Radio-frequency magnetometry using a single electron spin
M. Loretz, T. Rosskopf, and C. L. Degen

TL;DR
This paper demonstrates a robust method for detecting weak radio-frequency magnetic fields using a single electron spin in diamond, achieving high spectral resolution and sensitivity for nanoscale magnetic sensing.
Contribution
The authors introduce a spin locking protocol for radio-frequency magnetometry with a single electron spin, enabling high-resolution detection of weak magnetic fields.
Findings
Detected a 7.5 MHz magnetic field of 40 nT amplitude
Achieved spectral resolution below 10 kHz
Operated near the T_1 noise limit of 0.3 nT/rtHz
Abstract
We experimentally demonstrate a simple and robust protocol for the detection of weak radio-frequency magnetic fields using a single electron spin in diamond.
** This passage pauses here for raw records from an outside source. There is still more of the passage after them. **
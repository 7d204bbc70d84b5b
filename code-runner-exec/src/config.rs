use std::collections::BTreeMap;
use std::path::PathBuf;
use std::time::Duration;

use serde::{Deserialize, Serialize};

use code_runner_lang::InterpreterConfiguration;

/// Default wall-clock timeout of an execution.
pub const DEFAULT_TIMEOUT: Duration = Duration::from_secs(10);
/// Default memory ceiling, in KiB.
pub const DEFAULT_MEMORY_LIMIT: u64 = 256 * 1024;
/// Default number of bytes of each output stream that are kept.
pub const DEFAULT_OUTPUT_LIMIT: u64 = 64 * 1024;
/// Minimum limit on the size of the files written inside the sandbox, so that the process cannot
/// fill the disk.
pub const FILE_SIZE_LIMIT: u64 = 64 * 1024 * 1024;
/// Default maximum number of executions waiting for a free slot.
pub const DEFAULT_MAX_QUEUED: usize = 64;

/// Errors in a `RunnerConfig`.
#[derive(Debug, thiserror::Error, PartialEq, Eq)]
pub enum ConfigError {
    /// A limit that must be positive is zero.
    #[error("The {0} limit must be greater than zero")]
    ZeroLimit(&'static str),
    /// No execution could ever run.
    #[error("At least one concurrent execution must be allowed")]
    NoConcurrency,
    /// The memory limit cannot be expressed in bytes.
    #[error("The memory limit of {0} KiB is too large")]
    MemoryTooLarge(u64),
}

/// The limits applied to every execution.
#[derive(Debug, Clone, PartialEq, Serialize, Deserialize)]
#[serde(default, deny_unknown_fields)]
pub struct ExecutionLimits {
    /// Wall-clock time after which the execution is killed.
    #[serde(with = "duration_secs")]
    pub timeout: Duration,
    /// Maximum CPU time (user + system) of the process.
    #[serde(with = "duration_secs")]
    pub cpu_time: Duration,
    /// Maximum memory of the process, in KiB.
    pub memory: u64,
    /// Maximum number of bytes kept for each of stdout and stderr.
    pub output: u64,
}

impl Default for ExecutionLimits {
    fn default() -> Self {
        ExecutionLimits {
            timeout: DEFAULT_TIMEOUT,
            cpu_time: DEFAULT_TIMEOUT,
            memory: DEFAULT_MEMORY_LIMIT,
            output: DEFAULT_OUTPUT_LIMIT,
        }
    }
}

impl ExecutionLimits {
    /// Maximum size of a file written inside the sandbox. It is never less than the kept output
    /// plus one byte, which the helper writes to detect a truncated stream.
    pub fn file_size(&self) -> u64 {
        self.output.saturating_add(1).max(FILE_SIZE_LIMIT)
    }
}

/// The configuration of a [`CodeExecutor`](struct.CodeExecutor.html).
#[derive(Debug, Clone, PartialEq, Serialize, Deserialize)]
#[serde(default, deny_unknown_fields)]
pub struct RunnerConfig {
    /// The limits of each execution.
    pub limits: ExecutionLimits,
    /// Maximum number of executions running at the same time.
    pub max_concurrent: usize,
    /// Maximum number of executions waiting for a free slot, the others are rejected.
    pub max_queued: usize,
    /// Where to create the sandbox directories.
    pub sandboxes_dir: PathBuf,
    /// User id of the process inside the sandbox.
    pub uid: u32,
    /// Group id of the process inside the sandbox.
    pub gid: u32,
    /// Extra directories the sandboxed process can read, for example a non-standard interpreter
    /// installation.
    pub extra_readable_dirs: Vec<PathBuf>,
    /// Extra environment variables for the sandboxed process.
    pub env: BTreeMap<String, String>,
    /// Python interpreter to use, instead of the default one.
    pub python: Option<PathBuf>,
    /// Node.js interpreter to use, instead of the default one.
    pub node: Option<PathBuf>,
}

impl Default for RunnerConfig {
    fn default() -> Self {
        RunnerConfig {
            limits: ExecutionLimits::default(),
            max_concurrent: num_cpus::get(),
            max_queued: DEFAULT_MAX_QUEUED,
            sandboxes_dir: std::env::temp_dir().join("code-runner").join("sandboxes"),
            uid: 1000,
            gid: 1000,
            extra_readable_dirs: vec![],
            env: BTreeMap::new(),
            python: None,
            node: None,
        }
    }
}

impl RunnerConfig {
    /// Check that the configuration can actually run something.
    pub fn validate(&self) -> Result<(), ConfigError> {
        if self.limits.timeout.is_zero() {
            return Err(ConfigError::ZeroLimit("timeout"));
        }
        if self.limits.cpu_time.is_zero() {
            return Err(ConfigError::ZeroLimit("CPU time"));
        }
        if self.limits.memory == 0 {
            return Err(ConfigError::ZeroLimit("memory"));
        }
        if self.limits.memory.checked_mul(1024).is_none() {
            return Err(ConfigError::MemoryTooLarge(self.limits.memory));
        }
        if self.max_concurrent == 0 {
            return Err(ConfigError::NoConcurrency);
        }
        Ok(())
    }

    /// The interpreters to use: the ones from the environment, overridden by this configuration.
    pub fn interpreters(&self) -> InterpreterConfiguration {
        let mut interpreters = InterpreterConfiguration::from_env();
        if let Some(python) = &self.python {
            interpreters.python = python.clone();
        }
        if let Some(node) = &self.node {
            interpreters.node = node.clone();
        }
        interpreters
    }
}

/// (De)serialize a `Duration` as a floating point number of seconds.
mod duration_secs {
    use std::time::Duration;

    use serde::{de, Deserialize, Deserializer, Serializer};

    pub fn serialize<S: Serializer>(duration: &Duration, serializer: S) -> Result<S::Ok, S::Error> {
        serializer.serialize_f64(duration.as_secs_f64())
    }

    pub fn deserialize<'de, D: Deserializer<'de>>(deserializer: D) -> Result<Duration, D::Error> {
        let secs = f64::deserialize(deserializer)?;
        Duration::try_from_secs_f64(secs).map_err(de::Error::custom)
    }
}

#[cfg(test)]
mod tests {
    use super::*;
    use pretty_assertions::assert_eq;

    #[test]
    fn test_default_is_valid() {
        let config = RunnerConfig::default();
        assert_eq!(config.validate(), Ok(()));
        assert_eq!(config.limits.timeout, Duration::from_secs(10));
    }

    #[test]
    fn test_zero_limits() {
        let mut config = RunnerConfig::default();
        config.limits.timeout = Duration::ZERO;
        assert_eq!(config.validate(), Err(ConfigError::ZeroLimit("timeout")));

        let mut config = RunnerConfig::default();
        config.max_concurrent = 0;
        assert_eq!(config.validate(), Err(ConfigError::NoConcurrency));
    }

    #[test]
    fn test_memory_too_large() {
        let mut config = RunnerConfig::default();
        config.limits.memory = 1 << 54;
        assert_eq!(config.validate(), Err(ConfigError::MemoryTooLarge(1 << 54)));
        config.limits.memory = (1 << 54) - 1;
        assert_eq!(config.validate(), Ok(()));
    }

    #[test]
    fn test_file_size_guard() {
        let mut limits = ExecutionLimits::default();
        assert_eq!(limits.file_size(), FILE_SIZE_LIMIT);
        limits.output = FILE_SIZE_LIMIT * 2;
        assert_eq!(limits.file_size(), FILE_SIZE_LIMIT * 2 + 1);
        limits.output = u64::MAX;
        assert_eq!(limits.file_size(), u64::MAX);
    }

    #[test]
    fn test_partial_deserialize() {
        let config: RunnerConfig =
            serde_json::from_str(r#"{"limits": {"timeout": 2.5}, "max_queued": 3}"#).unwrap();
        assert_eq!(config.limits.timeout, Duration::from_millis(2500));
        assert_eq!(config.limits.memory, DEFAULT_MEMORY_LIMIT);
        assert_eq!(config.max_queued, 3);
    }

    #[test]
    fn test_negative_duration() {
        let config = serde_json::from_str::<RunnerConfig>(r#"{"limits": {"timeout": -1}}"#);
        assert!(config.is_err());
    }

    #[test]
    fn test_unknown_field() {
        let config = serde_json::from_str::<RunnerConfig>(r#"{"timeout": 1}"#);
        assert!(config.is_err());
    }

    #[test]
    fn test_interpreter_overrides() {
        let config = RunnerConfig {
            python: Some("/usr/bin/python3.11".into()),
            ..Default::default()
        };
        assert_eq!(
            config.interpreters().python,
            PathBuf::from("/usr/bin/python3.11")
        );
    }
}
Our method relies on spin locking, where the Rabi frequency of the spin is adjusted to match the MHz signal frequency. In a proof-of-principle experiment we detect a 7.5 MHz magnetic probe field of 40 nT amplitude with <10 kHz spectral resolution over a T_1-limited noise floor of 0.3 nT/rtHz. Rotating-frame magnetometry may provide a direct and sensitive route to high-resolution spectroscopy of nanoscale nuclear spin signals.